Desbaratamiento de una Red de Narcotráfico en Bariloche: Un Caso Complejo
La Resolución Judicial
En los tribunales federales de Roca, el juez Gustavo Zapata decidió formalizar la investigación y dictar prisión preventiva a dos hombres detenidos en San Carlos de Bariloche. Esto se produjo en el contexto de una causa que desmantela una complicada organización criminal dedicada al tráfico de estupefacientes desde el Alto Valle hacia la Patagonia. Los imputados, Julián Alberto Pérez y Nicolás Alejandro Correa, enfrentan serias acusaciones vinculadas a la comercialización de cocaína y marihuana.

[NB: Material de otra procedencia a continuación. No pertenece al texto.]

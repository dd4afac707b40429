//! Schema assignment - decides which schema and exclusion set feed the
//! walker for every (direction, verb) of a route.
//!
//! # Declaration Shapes
//!
//! | Declaration | Meaning |
//! |-------------|---------|
//! | none | every direction and verb is empty |
//! | `"Schema"` (via `serializer_class`) | reused across verbs, direction by heuristic |
//! | `{ "GET": "Schema" }` | per verb, direction by heuristic |
//! | `{ "POST": { "in": "A", "out": "B" } }` | per verb and direction |
//!
//! Per-verb maps may mix the last two forms and may use the `ALL` key.
//!
//! # Heuristic Direction
//!
//! A bare schema declared under a key in `{GET, ALL}` is an output schema when
//! the route permits GET. Under a key in `{POST, PUT, PATCH, DELETE, ALL}` it
//! is an input schema when the route permits any of those verbs. `ALL` is in
//! both classes, so it can assign the same schema to both directions.

use indexmap::IndexMap;
use serde_json::Value;
use tracing::warn;

use crate::capability::ViewCapable;
use crate::types::{
    json_type_name, Direction, ExclusionSet, Settings, ALL_VERBS_KEY, INPUT_BEARING_KEYS,
    OUTPUT_BEARING_KEYS,
};

/// Schemas declared for one verb key.
#[derive(Debug, Clone, PartialEq, Eq)]
pub enum VerbSchemas {
    /// One schema, direction decided by heuristic.
    Shared(String),
    /// Explicit schema per direction.
    Directed {
        input: Option<String>,
        output: Option<String>,
    },
}

/// Normalized schema declaration of a view.
#[derive(Debug, Clone, PartialEq, Eq, Default)]
pub enum SchemaDeclaration {
    #[default]
    Absent,
    Single(String),
    PerVerb(IndexMap<String, VerbSchemas>),
}

impl SchemaDeclaration {
    /// Read the declaration of `view`.
    ///
    /// The attribute named `Settings::serializers_attr_name` wins when it is a
    /// map; otherwise the view's `serializer_class` is used as a single schema.
    pub fn from_view(view: &dyn ViewCapable, settings: &Settings) -> Self {
        match view.declaration(&settings.serializers_attr_name) {
            Some(Value::Object(map)) => return Self::from_map(map),
            Some(other) => warn!(
                attr = %settings.serializers_attr_name,
                actual = json_type_name(other),
                "schema declaration is not a map, ignoring"
            ),
            None => {}
        }

        match view.serializer_class() {
            Some(schema) => SchemaDeclaration::Single(schema.to_string()),
            None => SchemaDeclaration::Absent,
        }
    }

    fn from_map(map: &serde_json::Map<String, Value>) -> Self {
        let mut verbs = IndexMap::new();
        for (key, value) in map {
            let entry = match value {
                Value::String(schema) => VerbSchemas::Shared(schema.clone()),
                Value::Object(directed) => VerbSchemas::Directed {
                    input: direction_value(directed, Direction::In)
                        .and_then(Value::as_str)
                        .map(String::from),
                    output: direction_value(directed, Direction::Out)
                        .and_then(Value::as_str)
                        .map(String::from),
                },
                other => {
                    warn!(
                        verb = %key,
                        actual = json_type_name(other),
                        "malformed schema declaration, ignoring"
                    );
                    continue;
                }
            };
            verbs.insert(key.to_uppercase(), entry);
        }
        SchemaDeclaration::PerVerb(verbs)
    }
}

/// Exclusions declared for one verb key.
#[derive(Debug, Clone, PartialEq, Eq, Default)]
pub struct VerbExclusion {
    /// Applies to a direction without its own list.
    pub all: ExclusionSet,
    pub input: ExclusionSet,
    pub output: ExclusionSet,
}

impl VerbExclusion {
    /// Concrete exclusion set for `direction`.
    pub fn for_direction(&self, direction: Direction) -> ExclusionSet {
        let specific = match direction {
            Direction::In => &self.input,
            Direction::Out => &self.output,
        };
        if specific.is_empty() {
            self.all.clone()
        } else {
            specific.clone()
        }
    }
}

/// Normalized exclusion declaration of a view, keyed by uppercase verb.
#[derive(Debug, Clone, PartialEq, Eq, Default)]
pub struct ExclusionDeclaration {
    verbs: IndexMap<String, VerbExclusion>,
}

impl ExclusionDeclaration {
    /// Read the attribute named `Settings::exclude_fields_attr_name` of `view`.
    ///
    /// Malformed values are treated as empty.
    pub fn from_view(view: &dyn ViewCapable, settings: &Settings) -> Self {
        match view.declaration(&settings.exclude_fields_attr_name) {
            Some(Value::Object(map)) => Self::from_map(map),
            Some(other) => {
                warn!(
                    attr = %settings.exclude_fields_attr_name,
                    actual = json_type_name(other),
                    "exclusion declaration is not a map, ignoring"
                );
                Self::default()
            }
            None => Self::default(),
        }
    }

    /// Build from a JSON map of verb to exclusions.
    pub fn from_map(map: &serde_json::Map<String, Value>) -> Self {
        let mut verbs = IndexMap::new();
        for (key, value) in map {
            let exclusion = match value {
                Value::Array(_) => VerbExclusion {
                    all: field_names(value, key),
                    ..Default::default()
                },
                Value::Object(directed) => VerbExclusion {
                    input: direction_value(directed, Direction::In)
                        .map(|v| field_names(v, key))
                        .unwrap_or_default(),
                    output: direction_value(directed, Direction::Out)
                        .map(|v| field_names(v, key))
                        .unwrap_or_default(),
                    ..Default::default()
                },
                other => {
                    warn!(
                        verb = %key,
                        actual = json_type_name(other),
                        "malformed exclusion declaration, treating as empty"
                    );
                    VerbExclusion::default()
                }
            };
            verbs.insert(key.to_uppercase(), exclusion);
        }
        Self { verbs }
    }

    /// Exclusion set for `verb` in `direction`, falling back to the `ALL` key.
    pub fn resolve(&self, verb: &str, direction: Direction) -> ExclusionSet {
        self.verbs
            .get(verb)
            .or_else(|| self.verbs.get(ALL_VERBS_KEY))
            .map(|exclusion| exclusion.for_direction(direction))
            .unwrap_or_default()
    }
}

/// Schema and exclusions feeding one walk.
#[derive(Debug, Clone, PartialEq, Eq, Default)]
pub struct SchemaAssignment {
    pub schema: Option<String>,
    pub exclude: ExclusionSet,
}

/// Assignments per direction, then per permitted verb.
pub type Assignments = IndexMap<Direction, IndexMap<String, SchemaAssignment>>;

/// Decide the schema assignment for every permitted verb.
///
/// Every permitted verb gets an entry in both directions, with `schema`
/// left empty when nothing applies.
pub fn resolve_assignments(
    declared: &SchemaDeclaration,
    permitted_verbs: &[String],
    exclusions: &ExclusionDeclaration,
) -> Assignments {
    let mut assignments: Assignments = Direction::BOTH
        .iter()
        .map(|direction| (*direction, IndexMap::new()))
        .collect();

    for verb in permitted_verbs {
        let (input, output) = schemas_for_verb(declared, verb, permitted_verbs);

        for (direction, schema) in [(Direction::In, input), (Direction::Out, output)] {
            let assignment = SchemaAssignment {
                exclude: exclusions.resolve(verb, direction),
                schema,
            };
            if let Some(by_verb) = assignments.get_mut(&direction) {
                by_verb.insert(verb.clone(), assignment);
            }
        }
    }

    assignments
}

/// (input, output) schemas for `verb`.
fn schemas_for_verb(
    declared: &SchemaDeclaration,
    verb: &str,
    permitted_verbs: &[String],
) -> (Option<String>, Option<String>) {
    match declared {
        SchemaDeclaration::Absent => (None, None),
        SchemaDeclaration::Single(schema) => heuristic(verb, schema, permitted_verbs),
        SchemaDeclaration::PerVerb(map) => {
            let (key, entry) = match map.get(verb) {
                Some(entry) => (verb, entry),
                None => match map.get(ALL_VERBS_KEY) {
                    Some(entry) => (ALL_VERBS_KEY, entry),
                    None => return (None, None),
                },
            };
            match entry {
                VerbSchemas::Shared(schema) => heuristic(key, schema, permitted_verbs),
                VerbSchemas::Directed { input, output } => (input.clone(), output.clone()),
            }
        }
    }
}

fn heuristic(
    key: &str,
    schema: &str,
    permitted_verbs: &[String],
) -> (Option<String>, Option<String>) {
    let permits = |verb: &str| permitted_verbs.iter().any(|v| v == verb);

    let output =
        (OUTPUT_BEARING_KEYS.contains(&key) && permits("GET")).then(|| schema.to_string());
    let input = (INPUT_BEARING_KEYS.contains(&key)
        && INPUT_BEARING_KEYS.iter().any(|verb| permits(*verb)))
    .then(|| schema.to_string());

    (input, output)
}

fn direction_value(map: &serde_json::Map<String, Value>, direction: Direction) -> Option<&Value> {
    let key = direction.key();
    map.get(key).or_else(|| map.get(&key.to_uppercase()))
}

fn field_names(value: &Value, verb: &str) -> ExclusionSet {
    match value.as_array() {
        Some(items) => items
            .iter()
            .filter_map(|item| item.as_str().map(String::from))
            .collect(),
        None => {
            warn!(
                verb = %verb,
                actual = json_type_name(value),
                "exclusion list is not an array, treating as empty"
            );
            ExclusionSet::new()
        }
    }
}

Durante un allanamiento, las autoridades pasaron a incautar 1,67 kilogramos de cocaína, armas de fuego y grandes sumas de dinero en efectivo. La fiscalía ha presentado una imagen alarmante de la situación, describiendo un sistema en el que se utilizaban tanto vehículos particulares como "mulas" en colectivos para garantizar el transporte de drogas.
La Causa Declarada "Compleja"
El Ministerio Público Fiscal, liderado por Sebastián Gallardo y sus auxiliares, solicitó la declaración de "causa compleja" debido a la complejidad del caso, que involucra a un total de 26 personas y diversas jurisdicciones. Tras una investigación de más de 13 meses, se identificaron a los líderes de la banda, quienes actualmente se encuentran prófugos.
Gallardo destacó que la banda no operaba como un simple "kiosco" de drogas, sino que configuraba una red organizada con implicaciones en el lavado de activos. El fiscal subrayó la importancia de considerar la complejidad de la estructura y su impacto en la seguridad pública.

El Rol de los Imputados
Los viajes de Julián Pérez a Bariloche, rastreados gracias a dispositivos GPS, fueron cruciales para conectar su figura con la organización. Realizó 14 viajes en un corto período, generalmente en horarios nocturnos y por rutas menos conocidas. Por otro lado, Nicolás Correa fue señalado como el responsable de recepción y distribución de los estupefacientes.
La red también utilizaba grupos de WhatsApp para organizar y vender las drogas a gran escala. Estos grupos, con entre 1,000 y 1,500 miembros, facilitaban la coordinación de las operaciones y la comunicación entre los líderes y los distribuidores.

Incautaciones y Evidencias
Durante el allanamiento, se encontraron no solo drogas, sino también dinero en efectivo y balanzas de precisión. Se hallaron aproximadamente 16,565 dólares y más de 1,300,000 pesos argentinos. Esta incautación revela la magnitud del tráfico, con un valor estimado de 19,000 dólares por la droga en el mercado.
La relación financiera entre Correa y los líderes de la organización es evidente, ya que se registraron transferencias superiores a 5 millones de pesos. Esto pone de relieve el nivel de operaciones y la sofisticación de la red.

La Defensa y la Resistencia Judicial
Las defensoras de Pérez y el abogado de Correa se opusieron a la calificación de "comercialización agravada", insistiendo en que no existía evidencia directa contra ellos. El juez tuvo que considerar todos los factores en juego antes de decidir sobre la prisión preventiva. La defensa argumentó que no se les dio el tiempo adecuado para estudiar las pruebas, afectando su derecho a una defensa efectiva.
El juez Zapata, en su resolución, enfatizó que los peligros de fuga y la posibilidad de obstrucción a la justicia eran alarmantemente altos, apoyando su decisión de dictar la prisión preventiva por un plazo de 150 días mientras continuaban las investigaciones.

Con este caso, se pone de manifiesto la existencia de redes de narcotráfico que operan en silencio pero con un eficaz sistema logístico y de distribución, poniendo en jaque la seguridad de varias regiones. La lucha contra el narcotráfico continúa siendo un desafío constante para las autoridades, quienes deben desmantelar estructuras cada vez más sofisticadas.